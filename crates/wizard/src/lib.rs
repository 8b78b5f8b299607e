//! Crate `wizard`: motor de procesos de varios pasos (asistentes)
//!
//! Lleva a un usuario por una secuencia ordenada de pasos con nombre
//! (checkout, onboarding, ...), persiste su avance entre peticiones, valida
//! que la posición que presenta es legítima y decide la navegación tras cada
//! paso.
//!
//! Piezas principales:
//! - `Step` / `ActionResult` / `StepOutcome`: contrato de un paso y lo que
//!   devuelve al avanzar.
//! - `Process`: pasos ordenados con nombre único más la política del
//!   escenario (rutas, destino de salida, validador).
//! - `ProcessContext`: cursor por petición; historial, validez y progreso.
//! - `ProcessBuilder` / `ProcessScenario`: construcción del proceso.
//! - `Coordinator`: `start`, `display` y `forward`.
//! - `Storage`: contrato de almacenamiento con dominio (`InMemoryStorage`
//!   para pruebas; ver el crate `wizard-session` para sesiones).
//!
//! Ejemplo rápido:
//! ```rust
//! use std::sync::Arc;
//! use wizard::{Coordinator, InMemoryStorage, ProcessBuilder, ProcessContext, RouteParams,
//!              TemplateRouter, WizardConfig};
//!
//! let config = WizardConfig::default();
//! let router = Arc::new(TemplateRouter::with_defaults(&config));
//! let context = ProcessContext::new(Box::new(InMemoryStorage::new()));
//! let mut coordinator = Coordinator::new(router, ProcessBuilder::new(), context, config);
//! assert!(coordinator.start("checkout", &RouteParams::new()).is_err());
//! ```
pub mod builder;
pub mod config;
pub mod context;
pub mod coordinator;
pub mod errors;
pub mod process;
pub mod response;
pub mod routing;
pub mod scenario;
pub mod step;
pub mod storage;
pub mod stubs;
pub mod validator;

pub use builder::*;
pub use config::*;
pub use context::*;
pub use coordinator::*;
pub use errors::*;
pub use process::*;
pub use response::*;
pub use routing::*;
pub use scenario::*;
pub use step::*;
pub use storage::*;
pub use stubs::*;
pub use validator::*;
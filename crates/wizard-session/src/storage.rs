// Archivo: storage.rs
// Propósito: implementación de `wizard::Storage` sobre una bolsa de sesión.
// La clave `k` del dominio `d` vive en la ruta `d/k`; `clear` borra `d`.
use std::sync::Arc;

use log::debug;
use serde_json::Value as JsonValue;
use wizard::{Result, Storage, UpdateFn, WizardError};

use crate::bag::SessionFlowsBag;

#[derive(Debug, Clone)]
pub struct SessionStorage {
  bag: Arc<SessionFlowsBag>,
  domain: Option<String>,
}

impl SessionStorage {
  pub fn new(bag: Arc<SessionFlowsBag>) -> Self {
    Self { bag, domain: None }
  }

  pub fn bag(&self) -> &Arc<SessionFlowsBag> {
    &self.bag
  }

  fn path(&self, key: &str) -> Result<String> {
    let domain = self.domain.as_deref().ok_or_else(|| WizardError::Storage("dominio no inicializado".into()))?;
    Ok(format!("{}/{}", domain, key))
  }

  fn active_domain(&self) -> Result<&str> {
    self.domain.as_deref().ok_or_else(|| WizardError::Storage("dominio no inicializado".into()))
  }
}

impl Storage for SessionStorage {
  fn initialize(&mut self, domain: &str) {
    debug!("bolsa {}: dominio activo {}", self.bag.name(), domain);
    self.domain = Some(domain.to_string());
  }

  fn domain(&self) -> Option<&str> {
    self.domain.as_deref()
  }

  fn get(&self, key: &str) -> Result<Option<JsonValue>> {
    let path = self.path(key)?;
    self.bag.touch();
    Ok(self.bag.get(&path))
  }

  fn has(&self, key: &str) -> Result<bool> {
    Ok(self.bag.has(&self.path(key)?))
  }

  fn set(&mut self, key: &str, value: JsonValue) -> Result<()> {
    let path = self.path(key)?;
    self.bag.touch();
    Ok(self.bag.set(&path, value)?)
  }

  fn remove(&mut self, key: &str) -> Result<()> {
    let path = self.path(key)?;
    self.bag.remove(&path);
    Ok(())
  }

  fn clear(&mut self) -> Result<()> {
    let domain = self.active_domain()?;
    self.bag.remove(domain);
    debug!("bolsa {}: dominio {} borrado", self.bag.name(), domain);
    Ok(())
  }

  fn update(&mut self, key: &str, f: &mut UpdateFn<'_>) -> Result<()> {
    let path = self.path(key)?;
    self.bag.touch();
    self.bag.update(&path, f)
  }
}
****
• **Exercise**
Scan the lines above for "remove", then copy every one that has it.

• **Written solution**
  fn remove(&mut self, key: &str) -> Result<()> {
    self.bag.remove(&path);
    self.bag.remove(domain);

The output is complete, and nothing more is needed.